The Pony was Hyundai’s first home-grown car and had been designed under ex-Ford and British Leyland exec George Turnbull. Turnbull wasn’t an engineer, but hired the talent and steered the project, also roping in ItalDesign to style it.
The Excel, the Mk2 Pony in the rest of the world, was a far more modern car with entirely different origins. Based closely on Mitsubishi’s 2nd-gen Mirage/Lancer Fiore, it used mostly Mitsubishi hardware but was assembled in Ulsan.
This situation was not dissimilar to the 1950’s arrangements in Japan, where some Japanese manufacturers built licensed Austins and Hillmans and eventually gave them their own components, gradually creating their own cars to replace them.
As with the earlier Pony, Hyundai turned to Giugiaro and ItalDesign for the subtle, Fiat-like exterior, which bears some resemblance to the Fiat Uno and Tipo as well as Giugiaro’s Seat Ibiza Mk1. The cars were modern and clean and they drove like modern cars, though they were not fast or exciting.
Economy cars can be fun (Honda Fit, Fiat 128, Peugeot 205), but their primary mission is giving commuters cheap transportation, and that is where the lion’s share of customers are for such cars. If you’re selling cars at a low price, you have to make your profits through volume.

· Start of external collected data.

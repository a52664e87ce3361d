use std::io::Write;

use chrono::Local;
use env_logger::{Builder, Env};

pub fn init_logger() {
    Builder::from_env(Env::default().default_filter_or("info"))
        .format(|buf, record| {
            writeln!(
                buf,
                "{} [{}] {} - {}",
                Local::now().format("%Y-%m-%dT%H:%M:%S"),
                record.level(),
                record.target(),
                record.args()
            )
        })
        .init();
}
use std::process::Command;

fn main() {
    // revision reported at startup, e.g. `v0.1.0-3-gdeadbee-dirty`
    let revision = Command::new("git")
        .args(["describe", "--always", "--dirty"])
        .output()
        .ok()
        .filter(|output| output.status.success())
        .and_then(|output| String::from_utf8(output.stdout).ok())
        .map(|describe| describe.trim().to_string())
        .filter(|describe| !describe.is_empty())
        .unwrap_or_else(|| "UNKNOWN".to_string());
    println!("cargo:rustc-env=GIT_HASH={revision}");
    println!("cargo:rerun-if-changed=.git/HEAD");
}
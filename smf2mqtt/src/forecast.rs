use std::collections::BTreeMap;
use std::ops::Bound::{Excluded, Included};

use chrono::{DateTime, DurationRound, NaiveDateTime, TimeDelta, TimeZone, Utc};
use chrono_tz::Tz;
use serde_derive::Deserialize;

use crate::error::ForecastError;

/// Resolution of the Solar Manager forecast.
pub const DEFAULT_INTERVAL: TimeDelta = TimeDelta::minutes(15);

/// Number of quarter hours in the look-ahead list of the 24 h sensor.
pub const NEXT_24H_STEPS: i64 = 24 * 4;

/// One raw element of the `data` array returned by the forecast endpoint.
#[derive(Debug, Default, Deserialize)]
pub struct ForecastEntry {
    #[serde(default)]
    pub t: Option<String>,
    #[serde(rename = "pW", default)]
    pub power_w: Option<f64>,
}

#[derive(Clone, Copy, Debug, PartialEq, Eq)]
pub struct ForecastPoint {
    pub timestamp: DateTime<Tz>,
    pub power_watts: i64,
    /// Energy of the bucket starting at `timestamp`.
    pub energy_wh: i64,
}

/// A complete forecast as returned by one successful update.
///
/// Points are kept in ascending timestamp order and expressed in the
/// configured time zone, which also defines the hour buckets used for the
/// energy dashboard.
#[derive(Clone, Debug)]
pub struct Estimate {
    timezone: Tz,
    points: Vec<ForecastPoint>,
    wh_hours: BTreeMap<DateTime<Tz>, i64>,
}

impl Estimate {
    pub fn from_entries(
        entries: Vec<ForecastEntry>,
        timezone: Tz,
        default_interval: TimeDelta,
    ) -> Result<Self, ForecastError> {
        // sorted by time, a repeated timestamp keeps the last value
        let mut watts = BTreeMap::new();
        for entry in entries {
            let Some(t) = entry.t.filter(|t| !t.is_empty()) else {
                continue;
            };
            let timestamp = parse_timestamp(&t)?.with_timezone(&timezone);
            let power_watts = entry.power_w.map_or(0, |power| power.trunc() as i64);
            watts.insert(timestamp, power_watts);
        }
        let watts: Vec<(DateTime<Tz>, i64)> = watts.into_iter().collect();

        let mut points = Vec::with_capacity(watts.len());
        let mut wh_hours_acc: BTreeMap<DateTime<Tz>, f64> = BTreeMap::new();
        for (idx, &(timestamp, power_watts)) in watts.iter().enumerate() {
            let end = watts
                .get(idx + 1)
                .map_or(timestamp + default_interval, |&(next, _)| next);
            let hours = (end - timestamp).num_milliseconds() as f64 / 3_600_000.0;
            let wh = power_watts as f64 * hours;

            *wh_hours_acc.entry(hour_start(&timestamp)?).or_default() += wh;
            points.push(ForecastPoint {
                timestamp,
                power_watts,
                energy_wh: wh.round() as i64,
            });
        }

        let wh_hours = wh_hours_acc
            .into_iter()
            .map(|(hour, wh)| (hour, wh.round() as i64))
            .collect();

        Ok(Self {
            timezone,
            points,
            wh_hours,
        })
    }

    pub fn timezone(&self) -> Tz {
        self.timezone
    }

    pub fn points(&self) -> &[ForecastPoint] {
        &self.points
    }

    pub fn is_empty(&self) -> bool {
        self.points.is_empty()
    }

    pub fn watts(&self) -> impl Iterator<Item = (DateTime<Tz>, i64)> + '_ {
        self.points.iter().map(|p| (p.timestamp, p.power_watts))
    }

    pub fn wh_period(&self) -> impl Iterator<Item = (DateTime<Tz>, i64)> + '_ {
        self.points.iter().map(|p| (p.timestamp, p.energy_wh))
    }

    /// Energy per local hour, keyed by the start of the hour.
    pub fn wh_hours(&self) -> &BTreeMap<DateTime<Tz>, i64> {
        &self.wh_hours
    }

    /// Power of the last point at or before `at`, without interpolation.
    ///
    /// Times before the first point report the first value and times after
    /// the last point keep reporting the last value. An empty forecast
    /// reports 0 W.
    pub fn power_production_at<T: TimeZone>(&self, at: &DateTime<T>) -> i64 {
        let at = at.with_timezone(&self.timezone);
        let after = self.points.partition_point(|p| p.timestamp <= at);
        match after {
            0 => self.points.first().map_or(0, |p| p.power_watts),
            n => self.points[n - 1].power_watts,
        }
    }

    /// Power for the next 24 hours in quarter hour steps, starting at `now`.
    pub fn power_production_next_24h(&self, now: DateTime<Utc>) -> Vec<i64> {
        (0..NEXT_24H_STEPS)
            .map(|i| self.power_production_at(&(now + DEFAULT_INTERVAL * i as i32)))
            .collect()
    }

    /// Energy of the hour buckets following the current hour, up to
    /// `period_hours` hours ahead.
    pub fn sum_energy_production(&self, now: DateTime<Utc>, period_hours: u32) -> i64 {
        let Ok(start) = hour_start(&now.with_timezone(&self.timezone)) else {
            return 0;
        };
        let until = start + TimeDelta::hours(i64::from(period_hours));
        self.wh_hours
            .range((Excluded(start), Included(until)))
            .map(|(_, wh)| wh)
            .sum()
    }
}

fn parse_timestamp(t: &str) -> Result<DateTime<Utc>, ForecastError> {
    if let Ok(timestamp) = DateTime::parse_from_rfc3339(t) {
        return Ok(timestamp.with_timezone(&Utc));
    }
    // timestamps without an offset are UTC
    NaiveDateTime::parse_from_str(t, "%Y-%m-%dT%H:%M:%S%.f")
        .map(|naive| naive.and_utc())
        .map_err(|e| ForecastError::Parse(format!("invalid timestamp '{t}': {e}")))
}

fn hour_start(timestamp: &DateTime<Tz>) -> Result<DateTime<Tz>, ForecastError> {
    timestamp
        .duration_trunc(TimeDelta::hours(1))
        .map_err(|e| ForecastError::Parse(format!("timestamp {timestamp} out of range: {e}")))
}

U.S. model Excels made do with a solitary carbureted 68hp 1.5L Mitsubishi four, with either a five-speed or an auto for the first four years of sales. Turning on the A/C meant it was even slower, but it was a dutiful commuter car, at least early on, and super cheap.
Adding options raised the price a little but usually added plenty of creature comforts, still at reasonable prices. A top-spec GLS sedan was only $6,500.
The long-term quality of the cars was quite poor, however, and being cheap cars to start with many owners chronically skimped on maintenance; as is often the case with cheap cars. Still, they were very common into the late 1990s, so most owners probably got their money’s worth.
It’s also notable that many of the cars that do survive tend to be the higher-spec models like the ones pictured here, which cost more new and were therefore more likely to have owners who took care of them longer-term.
They were common enough even to get customizing treatment on rare occasions – a “Euro” lowrider Excel is notably used by the bad guy gangsters in John Singleton’s Boyz’ N the Hood. Another Excel was used to illustrate the title character’s economic circumstances in Erin Brockovich.
The Excel was Hyundai’s only model in the USA from 1986 to 1989, when it introduced the larger (and also Mitsubishi-based) Sonata, which we covered a couple of years ago.
In late 1989, the Excel got a mild restyle and some upgrades, including fuel injection, which made it a better and more dependable car, but it was old by then. Due to be replaced in 1992 by the new Elantra, Hyundai decided to keep it going a while longer as a very low budget model, so they kept building it into 1995.
In a similar move, Mitsubishi sold a badge-engineered version as the Mitsubishi Precis as its own U.S. market value leader. 1990 also saw the debut of a coupe version, the now extremely rare “Scoupe.”
Hyundai’s reputation with customers took a hit when the early Excels started to fall apart, but after 1997 and the Asian Financial Crisis, which forced major consolidations and industrial reforms at home, there was a huge focus on quality. That led directly to the introduction of Hyundai’s enormous warranty in the mid-2000s. You’d hardly recognize the brand now from these early days.